Our 2008 visit to Spain captured our hearts and souls, in particular, for me, the little village of Guadalest. A tourist trap it might be, but there is a sense of longevity, of firm foundations and the taming of a sometimes malevolent landscape.

Guadalest comprises a small, roadside cluster of inns, hotels, restaurants, and tourist shops (all thankfully reverent), overlooked by a castle constructed upon outcrops of rock that appear to have been forged with the express purpose of inhibiting man-made construction.

No matter your vantage point, near or far, Guadalest provides an unending stream of perfectly picturesque views. Coming from there, I felt I could spend the rest of my life simply trying to capture the essence of this place.

Back home the journey begins

A number of elements merged about the same time for me. Having not painted in many years, I have had the increasing urge to once more pick up a brush and slap colour around in a vague hope of rendering something recognizable. Since the visit to Guadalest in October last year, it has become my great white whale.

The end result is what you see in the above photograph. 23 sheets of paper with as much torment in each as there are brush strokes. But there is no high and mighty ambition to be an artist here, this is a far more personal journey.

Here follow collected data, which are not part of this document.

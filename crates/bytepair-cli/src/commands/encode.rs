use std::io::{BufRead, Write};

use bytepair::Tokenizer;

use crate::{
    input_output::{InputArgs, OutputArgs},
    logging::LogArgs,
    model_dir::ModelDirArgs,
};

/// Args for the encode command.
#[derive(clap::Args, Debug)]
pub struct EncodeArgs {
    #[command(flatten)]
    model: ModelDirArgs,

    /// Wrap each line in `<BOS>` / `<EOS>`.
    #[arg(long)]
    add_special_tokens: bool,

    #[command(flatten)]
    input: InputArgs,

    #[command(flatten)]
    output: OutputArgs,

    #[clap(flatten)]
    logging: LogArgs,
}

impl EncodeArgs {
    pub fn run(&self) -> Result<(), Box<dyn std::error::Error>> {
        self.logging.setup_logging(2)?;

        let tokenizer = self.model.load_tokenizer()?;
        let mut reader = self.input.open_reader()?;
        let mut writer = self.output.open_writer()?;

        run_encode(&mut reader, &mut writer, &tokenizer, self.add_special_tokens)
    }
}

/// Writes one line of space-separated ids per input line.
///
/// Line terminators are part of the encoded text.
fn run_encode(
    reader: &mut dyn BufRead,
    writer: &mut dyn Write,
    tokenizer: &Tokenizer<u32>,
    add_special_tokens: bool,
) -> Result<(), Box<dyn std::error::Error>> {
    let mut line = String::new();
    while reader.read_line(&mut line)? > 0 {
        let tokens = tokenizer.encode(&line, add_special_tokens);

        for (idx, token) in tokens.iter().enumerate() {
            write!(writer, "{}{}", if idx == 0 { "" } else { " " }, token)?;
        }
        writeln!(writer)?;
        line.clear();
    }
    writer.flush()?;
    Ok(())
}
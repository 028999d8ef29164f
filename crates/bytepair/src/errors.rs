//! # Error Types

use crate::regex::ErrorWrapper;

/// Errors from bytepair operations.
#[derive(Debug, thiserror::Error)]
pub enum BPError {
    /// Vocab size exceeds the capacity of the target token type.
    #[error("vocab size ({size}) exceeds token type capacity")]
    VocabSizeOverflow {
        /// The vocab size that exceeded the capacity.
        size: usize,
    },

    /// Vocab size leaves no room for merges.
    #[error("vocab size ({size}) must be > base vocab size ({base})")]
    VocabSizeTooSmall {
        /// The vocab size that was too small.
        size: usize,

        /// The base vocab size (special tokens + byte symbols).
        base: usize,
    },

    /// Vocabulary data is inconsistent.
    #[error("{0}")]
    VocabConflict(String),

    /// Segmentation pattern failed to compile.
    #[error("pattern error: {0}")]
    Pattern(#[from] ErrorWrapper),

    /// I/O error.
    #[error(transparent)]
    Io(#[from] std::io::Error),

    /// JSON artifact error.
    #[error(transparent)]
    Json(#[from] serde_json::Error),

    /// Parse error (integer, artifact record, etc.)
    #[error("parse error: {0}")]
    Parse(String),
}

/// Result type for bytepair operations.
pub type BPResult<T> = core::result::Result<T, BPError>;
//! # Chunk Patterns

/// The default chunk pattern.
///
/// Alternatives, tried in order at each position:
/// * contraction suffixes (``'s``, ``'d``, ``'m``, ``'t``, ``'ll``, ``'re``, ``'ve``), case-insensitive;
/// * an optional space and a run of letters;
/// * an optional space and exactly one digit;
/// * an optional space, a run of non-space/letter/digit chars, and trailing line breaks;
/// * whitespace ending in a line break;
/// * whitespace not followed by non-whitespace;
/// * any whitespace run.
///
/// The negative lookahead requires `fancy_regex`.
pub const DEFAULT_CHUNK_PATTERN: &str = r"'(?i:[sdmt]|ll|ve|re)| ?\p{L}+| ?\p{N}| ?[^\s\p{L}\p{N}]+[\r\n]*|\s*[\r\n]|\s+(?!\S)|\s+";

/// [`DEFAULT_CHUNK_PATTERN`] without the lookahead alternative.
///
/// Used where the default pattern exceeds the `fancy_regex` backtrack
/// limit (very long runs); the two differ only on whitespace before a word.
pub const DEFAULT_FALLBACK_PATTERN: &str =
    r"'(?i:[sdmt]|ll|ve|re)| ?\p{L}+| ?\p{N}| ?[^\s\p{L}\p{N}]+[\r\n]*|\s*[\r\n]|\s+";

I looked at my photographs of the Guadalest towers, and became frustrated by the lack of any sense of being there. Picture postcards with trees and stuff were all they could convey. So I strained to capture something of my personal experience at that place. I moved from illustrative, to abstract, to wash, to stipple, and a slew of other experiments and achieved a convoy of FAIL.

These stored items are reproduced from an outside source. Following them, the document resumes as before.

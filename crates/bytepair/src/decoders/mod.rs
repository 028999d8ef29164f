//! # Token Decoders
//!
//! Decoding never fails: unknown tokens decode as `<UNK>`,
//! and invalid UTF-8 is replaced with `U+FFFD`.

mod dictionary_decoder;
mod token_decoder;

#[doc(inline)]
pub use dictionary_decoder::DictionaryDecoder;
#[doc(inline)]
pub use token_decoder::TokenDecoder;
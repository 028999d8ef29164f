//! # Text Segmentation
//!
//! Splits text into chunks; merges never cross a chunk boundary,
//! and the concatenation of all chunks reproduces the input.

pub mod patterns;
pub mod segmentation_config;
pub mod text_segmentor;

#[doc(inline)]
pub use patterns::{DEFAULT_CHUNK_PATTERN, DEFAULT_FALLBACK_PATTERN};
#[doc(inline)]
pub use segmentation_config::SegmentationConfig;
#[doc(inline)]
pub use text_segmentor::{SpanRef, TextSegmentor};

Yet each one took me a step closer to the goal, even if just in part; a particular colour wash perhaps, or the stroke rendering a branch or tree. Books turned up from Amazon, I scoured real artists’ works online and on flickr, and eventually I came to understand where I longed to complete this little journey. All that was left was how.

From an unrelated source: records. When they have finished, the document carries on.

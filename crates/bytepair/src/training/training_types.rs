//! # Training Types
//!
//! Bound sets for the trainer's generic chunk keys and counts.

use core::{
    fmt::{Debug, Display},
    hash::Hash,
    ops::{AddAssign, SubAssign},
};

use num_traits::{FromPrimitive, PrimInt};

/// A chunk key: built from a chunk slice, hashed into the chunk counter,
/// and read back as text when the chunk is mapped to byte tokens.
pub trait StringChunkType: for<'a> From<&'a str> + AsRef<str> + Eq + Hash {}

impl<K> StringChunkType for K where K: for<'a> From<&'a str> + AsRef<str> + Eq + Hash {}

/// An occurrence count.
///
/// Counts are summed across rayon partitions, adjusted in place by merge
/// deltas, and logged with the merge progress.
pub trait CountType:
    PrimInt + FromPrimitive + AddAssign + SubAssign + Default + Debug + Display + Send + Sync
{
}

impl<C> CountType for C where
    C: PrimInt + FromPrimitive + AddAssign + SubAssign + Default + Debug + Display + Send + Sync
{
}

#[cfg(test)]
mod tests {
    use compact_str::CompactString;

    use super::*;

    fn is_count<C: CountType>() {}

    fn is_chunk<K: StringChunkType>() {}

    #[test]
    fn test_common_count_types() {
        is_count::<u16>();
        is_count::<u32>();
        is_count::<u64>();
        is_count::<usize>();
    }

    #[test]
    fn test_common_string_chunk_types() {
        is_chunk::<String>();
        is_chunk::<CompactString>();
    }
}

Chapter 24, the final image

The little image in the foreground of the picture above is the result and I am still breathing a great sigh of relief 24 hours after painting it in an hour of late night creative flurry.

It may seem nothing special – in many ways it is nothing more than a not-completely-crap-little-watercolour – and it is imperfect. But when I look at it, I am returned to that spot; a spot where I sketched the Guadalest bell tower with an ignorant German chap peering over my shoulder and standing far too close for comfort (he doesn’t appear in the above painting, I should add).

Time to move on

I will no doubt come back to painting Guadalest, particularly since we will be visiting there again in April this year. But it’s now time to move to other subjects and I am hoping for a smoother ride than the sometimes intense emotional bursts on this particular journey.

The subject of this post is a direct descendant of the growing changes expressed in the previous one and perhaps serves to colour that one a little more. I long for the time – and energy – to spend struggling to capture all manner of places and experiences, whether in paint, digital images, or words.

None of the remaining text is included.